No caso da nossa atividade - a de projetistas dos espaços habitáveis, a todas as escalas - o problema tem várias origens ou causas:
1. a formação esteticista que propõe como valor prioritário, na produção criativa do estudante, a obtenção de resultados estéticos baseados numa pobre interpretação dos modelos históricos ou nas modas mais correntes, sem a necessária análise da sua justificação económica, tecnológica, ecológica ou social;
2. a proposição de disciplinas técnicas, incompletas no seu âmbito e conteúdo, separadas do exercício do projeto e ministradas sem uma lógica integradora;
3. o exercício do projeto através de temas irrelevantes, conduzido e avaliado sem que o estudante seja levado a equacionar e resolver os problemas de ordem ambiental e de sustentabilidade ecológica;
4. a ausência, nos curricula, de uma disciplina, de carácter filosófico, que estimule os estudantes a refletir sobre a relevância da sua atuação como futuros profissionais e que lhes forneça os instrumentos culturais que os leve a uma reflexão contínua sobre as dimensões mais transcendentes da sua função social;
5. finalmente, e com relevância muito particular para o nosso caso de país dos mais pobres e socialmente atrasados do mundo, um insuficiente conhecimento, e portanto uma insuficiente inserção, na realidade física e cultural do país;
A regra universitária impede-nos de funcionar com a liberdade necessária ao constante ajustamento dos conteúdos e dos métodos de ensino.

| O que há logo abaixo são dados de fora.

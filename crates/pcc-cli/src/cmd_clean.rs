/// Implementation of `pcc clean`.
///
/// The boundary is read completely before the first byte of INPUT, so
/// BOUNDARY and INPUT may not both be stdin.
use anyhow::{Context, Result, bail};
use pcc_driver::{FaceArity, FilterMode, TranscodeConfig, Transcoder};

use crate::CleanArgs;
use crate::stream::{display_name, open_input, open_output};

/// Run the `pcc clean` command.
///
/// # Errors
///
/// Returns an error if a stream cannot be opened, the boundary mesh is
/// unusable, or the input cannot be transcoded. A file OUTPUT is only
/// written when the whole pass succeeds.
pub fn run(args: &CleanArgs) -> Result<()> {
    let boundary_name = display_name(Some(&args.boundary));
    let input_name = display_name(args.input.as_deref());
    if boundary_name == "-" && input_name == "-" {
        bail!("boundary and input cannot both be read from stdin");
    }

    let config = TranscodeConfig {
        output: args.format,
        filter: if args.sentinel {
            FilterMode::Sentinel
        } else {
            FilterMode::Drop
        },
        sentinel: args.sentinel_token.clone(),
        face_arity: if args.triangulate {
            FaceArity::Triangulate
        } else {
            FaceArity::Reject
        },
        input_name,
        boundary_name,
    };
    let transcoder = Transcoder::new(config);
    let config = transcoder.config();

    let shape = transcoder
        .load_boundary(open_input(Some(&args.boundary))?)
        .with_context(|| format!("failed to load boundary {}", config.boundary_name))?;

    let input = open_input(args.input.as_deref())?;
    let mut output = open_output(args.output.as_deref())?;
    let report = transcoder
        .clean(input, &mut output, &shape)
        .with_context(|| format!("failed to clean {}", config.input_name))?;
    output.commit()?;

    tracing::info!(
        boundary_vertices = shape.vertices().len(),
        boundary_triangles = shape.triangles().len(),
        kept = report.vertices_kept,
        removed = report.vertices_removed,
        encoding = %report.output_encoding,
        "clean complete"
    );
    Ok(())
}
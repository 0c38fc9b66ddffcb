/// Metrics and telemetry for the naming system
///
/// Provides Prometheus-compatible metrics for monitoring:
/// - resolutions by resolver kind and outcome
/// - resolution cache hit/miss rates
/// - publish outcomes

use crate::error::{NameError, NameResult};
use lazy_static::lazy_static;
use prometheus::{
    register_int_counter, register_int_counter_vec, Encoder, IntCounter, IntCounterVec,
    TextEncoder,
};

lazy_static! {
    /// Single-hop resolutions by resolver and status
    pub static ref NAMESYS_RESOLVE_TOTAL: IntCounterVec = register_int_counter_vec!(
        "namesys_resolve_total",
        "Total number of single-hop name resolutions",
        &["resolver", "status"]
    )
    .unwrap();

    /// Resolution cache hits
    pub static ref NAMESYS_CACHE_HITS_TOTAL: IntCounter = register_int_counter!(
        "namesys_cache_hits_total",
        "Total number of resolution cache hits"
    )
    .unwrap();

    /// Resolution cache misses
    pub static ref NAMESYS_CACHE_MISSES_TOTAL: IntCounter = register_int_counter!(
        "namesys_cache_misses_total",
        "Total number of resolution cache misses"
    )
    .unwrap();

    /// Publishes by status
    pub static ref NAMESYS_PUBLISH_TOTAL: IntCounterVec = register_int_counter_vec!(
        "namesys_publish_total",
        "Total number of name record publishes",
        &["status"]
    )
    .unwrap();
}

/// Record the outcome of one resolver call
pub fn record_resolution(resolver: &str, success: bool) {
    let status = if success { "success" } else { "error" };
    NAMESYS_RESOLVE_TOTAL
        .with_label_values(&[resolver, status])
        .inc();
}

pub fn record_cache_lookup(hit: bool) {
    if hit {
        NAMESYS_CACHE_HITS_TOTAL.inc();
    } else {
        NAMESYS_CACHE_MISSES_TOTAL.inc();
    }
}

pub fn record_publish(success: bool) {
    let status = if success { "success" } else { "error" };
    NAMESYS_PUBLISH_TOTAL.with_label_values(&[status]).inc();
}

/// Export all registered metrics in Prometheus text format
pub fn gather_metrics() -> NameResult<String> {
    let encoder = TextEncoder::new();
    let metric_families = prometheus::gather();

    let mut buffer = Vec::new();
    encoder
        .encode(&metric_families, &mut buffer)
        .map_err(|e| NameError::Internal(format!("Failed to encode metrics: {}", e)))?;

    String::from_utf8(buffer)
        .map_err(|e| NameError::Internal(format!("Metrics are not valid UTF-8: {}", e)))
}
/// Key handling for name publishing
///
/// Implements secp256k1 signing keys and the peer identities derived from them
use crate::error::{NameError, NameResult};
use k256::{
    ecdsa::{signature::Signer, Signature, SigningKey, VerifyingKey},
    SecretKey,
};
use libipld::multihash::{Code, Multihash, MultihashDigest};
use std::fmt;

/// Peer identity: the sha2-256 multihash of a compressed public key
#[derive(Clone, PartialEq, Eq, Hash)]
pub struct PeerId(Vec<u8>);

impl PeerId {
    /// Derive the identity of a public key
    pub fn from_public_key(key: &VerifyingKey) -> Self {
        Self::from_public_key_bytes(key.to_encoded_point(true).as_bytes())
    }

    /// Derive the identity of compressed SEC1 public key bytes
    pub fn from_public_key_bytes(public_key: &[u8]) -> Self {
        PeerId(Code::Sha2_256.digest(public_key).to_bytes())
    }

    /// Parse a base58btc-encoded multihash with a known hash code
    pub fn from_base58(s: &str) -> NameResult<Self> {
        let bytes = bs58::decode(s)
            .into_vec()
            .map_err(|e| NameError::InvalidKey(format!("{}: {}", s, e)))?;

        let mh = Multihash::from_bytes(&bytes)
            .map_err(|e| NameError::InvalidKey(format!("{}: not a multihash: {}", s, e)))?;

        if Code::try_from(mh.code()).is_err() {
            return Err(NameError::InvalidKey(format!(
                "{}: unknown multihash code {:#x}",
                s,
                mh.code()
            )));
        }

        Ok(PeerId(bytes))
    }

    pub fn to_base58(&self) -> String {
        bs58::encode(&self.0).into_string()
    }

    /// Raw multihash bytes
    pub fn as_bytes(&self) -> &[u8] {
        &self.0
    }
}

impl fmt::Display for PeerId {
    fn fmt(&self, f: &mut fmt::Formatter<'_>) -> fmt::Result {
        f.write_str(&self.to_base58())
    }
}

impl fmt::Debug for PeerId {
    fn fmt(&self, f: &mut fmt::Formatter<'_>) -> fmt::Result {
        write!(f, "PeerId({})", self.to_base58())
    }
}

/// Private key used to sign name records
#[derive(Clone)]
pub struct PrivateKey {
    signing_key: SigningKey,
}

impl PrivateKey {
    /// Create a key from 32 secret bytes
    pub fn from_bytes(private_key: &[u8]) -> NameResult<Self> {
        if private_key.len() != 32 {
            return Err(NameError::InvalidKey(
                "Private key must be exactly 32 bytes".to_string(),
            ));
        }

        let secret_key = SecretKey::from_slice(private_key)
            .map_err(|e| NameError::InvalidKey(format!("Invalid private key: {}", e)))?;

        Ok(Self {
            signing_key: SigningKey::from(secret_key),
        })
    }

    /// Create a key from hex-encoded secret bytes
    pub fn from_hex(hex_key: &str) -> NameResult<Self> {
        let key_bytes = hex::decode(hex_key)
            .map_err(|e| NameError::InvalidKey(format!("Invalid hex private key: {}", e)))?;

        Self::from_bytes(&key_bytes)
    }

    /// Sign raw bytes, returning a 64-byte signature
    pub fn sign(&self, data: &[u8]) -> Vec<u8> {
        let signature: Signature = self.signing_key.sign(data);
        signature.to_bytes().to_vec()
    }

    pub fn verifying_key(&self) -> VerifyingKey {
        *self.signing_key.verifying_key()
    }

    /// Compressed SEC1 public key (33 bytes)
    pub fn public_key_bytes(&self) -> Vec<u8> {
        self.verifying_key().to_encoded_point(true).as_bytes().to_vec()
    }

    pub fn peer_id(&self) -> PeerId {
        PeerId::from_public_key(&self.verifying_key())
    }
}

impl fmt::Debug for PrivateKey {
    fn fmt(&self, f: &mut fmt::Formatter<'_>) -> fmt::Result {
        f.debug_struct("PrivateKey")
            .field("peer_id", &self.peer_id())
            .finish_non_exhaustive()
    }
}
/// Configuration management for the naming system
use crate::error::{NameError, NameResult};
use chrono::{DateTime, Utc};
use serde::{Deserialize, Serialize};
use std::env;
use std::net::SocketAddr;
use std::time::Duration;

/// Default lifetime of a resolved entry in the resolution cache
pub const DEFAULT_RESOLVER_CACHE_TTL: Duration = Duration::from_secs(60);

/// Default validity of a published record (24 hours)
pub const DEFAULT_RECORD_LIFETIME: Duration = Duration::from_secs(24 * 60 * 60);

/// Default hop limit for one top-level resolve
pub const DEFAULT_DEPTH_LIMIT: u32 = 32;

/// Main naming system configuration
#[derive(Debug, Clone, Serialize, Deserialize)]
pub struct NameSysConfig {
    pub cache: CacheConfig,
    pub publish: PublishConfig,
    pub resolve: ResolveConfig,
    pub dns: DnsConfig,
    pub logging: LoggingConfig,
}

/// Resolution cache configuration
#[derive(Debug, Clone, Serialize, Deserialize)]
pub struct CacheConfig {
    /// Maximum number of entries, 0 disables the cache
    pub size: usize,
    /// Default TTL for cache entries in seconds
    pub ttl_secs: u64,
}

/// Publisher configuration
#[derive(Debug, Clone, Serialize, Deserialize)]
pub struct PublishConfig {
    /// Record lifetime used by `publish` in seconds
    pub record_lifetime_secs: u64,
    /// Cache TTL embedded in published records, in seconds
    pub record_ttl_secs: Option<u64>,
}

/// Resolve defaults
#[derive(Debug, Clone, Serialize, Deserialize)]
pub struct ResolveConfig {
    /// Hop limit, 0 means unbounded
    pub depth_limit: u32,
}

/// DNS configuration
#[derive(Debug, Clone, Serialize, Deserialize)]
pub struct DnsConfig {
    /// Upstream servers; empty means use the system resolver configuration
    pub upstreams: Vec<SocketAddr>,
}

/// Logging configuration
#[derive(Debug, Clone, Serialize, Deserialize)]
pub struct LoggingConfig {
    pub level: String,
}

impl Default for NameSysConfig {
    fn default() -> Self {
        Self {
            cache: CacheConfig {
                size: 128,
                ttl_secs: DEFAULT_RESOLVER_CACHE_TTL.as_secs(),
            },
            publish: PublishConfig {
                record_lifetime_secs: DEFAULT_RECORD_LIFETIME.as_secs(),
                record_ttl_secs: None,
            },
            resolve: ResolveConfig {
                depth_limit: DEFAULT_DEPTH_LIMIT,
            },
            dns: DnsConfig {
                upstreams: Vec::new(),
            },
            logging: LoggingConfig {
                level: "info".to_string(),
            },
        }
    }
}

impl CacheConfig {
    pub fn ttl(&self) -> Duration {
        Duration::from_secs(self.ttl_secs)
    }
}

impl PublishConfig {
    pub fn record_lifetime(&self) -> Duration {
        Duration::from_secs(self.record_lifetime_secs)
    }

    pub fn record_ttl(&self) -> Option<Duration> {
        self.record_ttl_secs.map(Duration::from_secs)
    }

    /// End of life for a record published at `now`
    pub fn record_eol(&self, now: DateTime<Utc>) -> NameResult<DateTime<Utc>> {
        let out_of_range = || {
            NameError::Config(format!(
                "Record lifetime of {}s is out of range",
                self.record_lifetime_secs
            ))
        };

        let lifetime =
            chrono::Duration::from_std(self.record_lifetime()).map_err(|_| out_of_range())?;
        now.checked_add_signed(lifetime).ok_or_else(out_of_range)
    }
}

impl NameSysConfig {
    /// Load configuration from environment variables
    pub fn from_env() -> NameResult<Self> {
        dotenv::dotenv().ok();

        let defaults = Self::default();

        let cache_size = env::var("NAMESYS_CACHE_SIZE")
            .unwrap_or_else(|_| defaults.cache.size.to_string())
            .parse()
            .map_err(|_| NameError::Config("Invalid cache size".to_string()))?;
        let cache_ttl_secs = env::var("NAMESYS_CACHE_TTL_SECS")
            .unwrap_or_else(|_| defaults.cache.ttl_secs.to_string())
            .parse()
            .map_err(|_| NameError::Config("Invalid cache TTL".to_string()))?;
        let record_lifetime_secs = env::var("NAMESYS_RECORD_LIFETIME_SECS")
            .unwrap_or_else(|_| defaults.publish.record_lifetime_secs.to_string())
            .parse()
            .map_err(|_| NameError::Config("Invalid record lifetime".to_string()))?;
        let record_ttl_secs = match env::var("NAMESYS_RECORD_TTL_SECS") {
            Ok(raw) => Some(
                raw.parse()
                    .map_err(|_| NameError::Config("Invalid record TTL".to_string()))?,
            ),
            Err(_) => None,
        };
        let depth_limit = env::var("NAMESYS_DEPTH_LIMIT")
            .unwrap_or_else(|_| defaults.resolve.depth_limit.to_string())
            .parse()
            .map_err(|_| NameError::Config("Invalid depth limit".to_string()))?;

        // Comma-separated ip:port list
        let upstreams = parse_upstreams(&env::var("NAMESYS_DNS_UPSTREAMS").unwrap_or_default())?;

        let level = env::var("NAMESYS_LOG_LEVEL").unwrap_or_else(|_| "info".to_string());

        let config = NameSysConfig {
            cache: CacheConfig {
                size: cache_size,
                ttl_secs: cache_ttl_secs,
            },
            publish: PublishConfig {
                record_lifetime_secs,
                record_ttl_secs,
            },
            resolve: ResolveConfig { depth_limit },
            dns: DnsConfig { upstreams },
            logging: LoggingConfig { level },
        };
        config.validate()?;

        Ok(config)
    }

    /// Validate configuration
    pub fn validate(&self) -> NameResult<()> {
        if self.cache.ttl_secs == 0 {
            return Err(NameError::Config(
                "Cache TTL must be greater than zero".to_string(),
            ));
        }

        if self.publish.record_lifetime_secs == 0 {
            return Err(NameError::Config(
                "Record lifetime must be greater than zero".to_string(),
            ));
        }
        self.publish.record_eol(Utc::now())?;

        if self.publish.record_ttl_secs == Some(0) {
            return Err(NameError::Config(
                "Record TTL must be greater than zero when set".to_string(),
            ));
        }

        Ok(())
    }
}

fn parse_upstreams(raw: &str) -> NameResult<Vec<SocketAddr>> {
    raw.split(',')
        .map(str::trim)
        .filter(|s| !s.is_empty())
        .map(|s| {
            s.parse::<SocketAddr>()
                .map_err(|e| NameError::Config(format!("Invalid DNS upstream {}: {}", s, e)))
        })
        .collect()
}

#[cfg(test)]
mod tests {
    use super::*;

    #[test]
    fn test_default_config_is_valid() {
        let config = NameSysConfig::default();
        assert!(config.validate().is_ok());
        assert_eq!(config.cache.ttl(), DEFAULT_RESOLVER_CACHE_TTL);
        assert_eq!(config.publish.record_lifetime(), DEFAULT_RECORD_LIFETIME);
        assert_eq!(config.resolve.depth_limit, 32);
    }

    #[test]
    fn test_zero_ttl_rejected() {
        let mut config = NameSysConfig::default();
        config.cache.ttl_secs = 0;
        assert!(matches!(config.validate(), Err(NameError::Config(_))));
    }

    #[test]
    fn test_unrepresentable_record_lifetime_rejected() {
        let mut config = NameSysConfig::default();
        config.publish.record_lifetime_secs = 10_000_000_000_000;

        assert!(matches!(config.validate(), Err(NameError::Config(_))));
        assert!(config.publish.record_eol(Utc::now()).is_err());
    }

    #[test]
    fn test_record_eol_adds_lifetime() {
        let config = NameSysConfig::default();
        let now = Utc::now();

        let eol = config.publish.record_eol(now).unwrap();
        assert_eq!(eol - now, chrono::Duration::hours(24));
    }

    #[test]
    fn test_record_ttl() {
        let mut config = NameSysConfig::default();
        assert_eq!(config.publish.record_ttl(), None);

        config.publish.record_ttl_secs = Some(90);
        assert_eq!(config.publish.record_ttl(), Some(Duration::from_secs(90)));
        assert!(config.validate().is_ok());

        config.publish.record_ttl_secs = Some(0);
        assert!(matches!(config.validate(), Err(NameError::Config(_))));
    }

    #[test]
    fn test_parse_upstreams() {
        let upstreams = parse_upstreams("1.1.1.1:53, 8.8.8.8:53,").unwrap();
        assert_eq!(upstreams.len(), 2);
        assert_eq!(upstreams[0].port(), 53);

        assert!(parse_upstreams("").unwrap().is_empty());
        assert!(parse_upstreams("not-an-address").is_err());
    }
}
/// Proquint resolver - reads the key itself as the encoded path
///
/// A proquint is a sequence of `-`-separated five-letter words, each word
/// encoding 16 bits as consonant-vowel-consonant-vowel-consonant.
use crate::{
    error::{NameError, NameResult},
    namesys::resolve::{Resolution, ResolveOnce, ResolveOptions},
    path::Path,
};
use async_trait::async_trait;
use std::time::Duration;

const CONSONANTS: &[u8; 16] = b"bdfghjklmnprstvz";
const VOWELS: &[u8; 4] = b"aiou";

/// Encode bytes as proquint words; an odd trailing byte is padded with zero
///
/// Decoding keeps the padding byte, so odd-length input does not round-trip.
pub fn encode(bytes: &[u8]) -> String {
    bytes
        .chunks(2)
        .map(|chunk| {
            let n = u16::from(chunk[0]) << 8 | u16::from(chunk.get(1).copied().unwrap_or(0));
            encode_word(n)
        })
        .collect::<Vec<_>>()
        .join("-")
}

fn encode_word(n: u16) -> String {
    let c = |shift: u16| CONSONANTS[usize::from((n >> shift) & 0x0f)] as char;
    let v = |shift: u16| VOWELS[usize::from((n >> shift) & 0x03)] as char;
    [c(12), v(10), c(6), v(4), c(0)].iter().collect()
}

/// Decode proquint words into bytes
pub fn decode(s: &str) -> NameResult<Vec<u8>> {
    if s.is_empty() {
        return Err(NameError::InvalidProquint(s.to_string()));
    }

    let mut out = Vec::with_capacity((s.len() + 1) / 6 * 2);
    for word in s.split('-') {
        let n = decode_word(word).ok_or_else(|| NameError::InvalidProquint(s.to_string()))?;
        out.extend_from_slice(&n.to_be_bytes());
    }
    Ok(out)
}

fn decode_word(word: &str) -> Option<u16> {
    let bytes = word.as_bytes();
    if bytes.len() != 5 {
        return None;
    }

    let c = |b: u8| CONSONANTS.iter().position(|&x| x == b).map(|i| i as u16);
    let v = |b: u8| VOWELS.iter().position(|&x| x == b).map(|i| i as u16);

    Some(
        c(bytes[0])? << 12
            | v(bytes[1])? << 10
            | c(bytes[2])? << 6
            | v(bytes[3])? << 4
            | c(bytes[4])?,
    )
}

pub fn is_proquint(s: &str) -> bool {
    decode(s).is_ok()
}

/// Resolves proquint keys without any I/O
#[derive(Debug, Default, Clone, Copy)]
pub struct ProquintResolver;

#[async_trait]
impl ResolveOnce for ProquintResolver {
    async fn resolve_once(&self, name: &str, _options: &ResolveOptions) -> NameResult<Resolution> {
        let bytes = decode(name)?;
        let txt = String::from_utf8(bytes)
            .map_err(|_| NameError::InvalidProquint(format!("{}: not UTF-8", name)))?;

        // Decoding is a pure function of the key, so nothing is gained by caching
        Ok(Resolution::new(Path::parse(&txt)?, Duration::ZERO))
    }
}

A exiguidade dos fundos disponíveis impede-nos a mobilidade e a experimentação indispensáveis ao melhor conhecimento das situações no terreno e das soluções possíveis.
O isolamento e a reduzida experiência do nosso corpo docente, muito jovem e limitado no espectro da sua experiência, torna-o ainda inseguro, por vezes defensivo, por vezes arrogante, muitas vezes pouco preparado para propor aos estudantes uma visão complexa, e completa, dos problemas.
A limitadíssima disponibilidade de informação difusa, bibliográfica, documental e mesmo de experiência pessoal, é um dos factores mais limitantes da formação, escolar e profissional, dos nossos arquitetos.
E no entanto, pouco a pouco, vamos construindo uma cultura do espaço e da forma arquitectónica, da sua relevância, das suas limitações, dos seus valores, dos seus sucessos e das suas falhas.
O seminário, ou curso compacto que hoje, aqui, abrimos vai ao encontro, ou desejamos que vá, das preocupações que referimos no início.
Por isso pensamos que será indiscutivelmente relevante.
Dois pedidos ou, se quiserem, recomendações, quero deixar aqui aos colegas que nos vêm dar o benefício do seu saber e experiência:

- que saibam evitar as tendências tecnocráticas que estes temas muitas vezes suscitam
e
- que percebam e integrem as dimensões físicas, sociais, económicas e culturais da nossa realidade no dimensionamento das aplicações e dos exemplos a usar na sua didática.
Finalmente agradeço ao CICUPE, à Cooperação Italiana e aos nossos colegas, das diversas partes do mundo, a sua disponibilidade e interesse e desejo a todos o maior sucesso e satisfação intelectual, ao longo deste curso.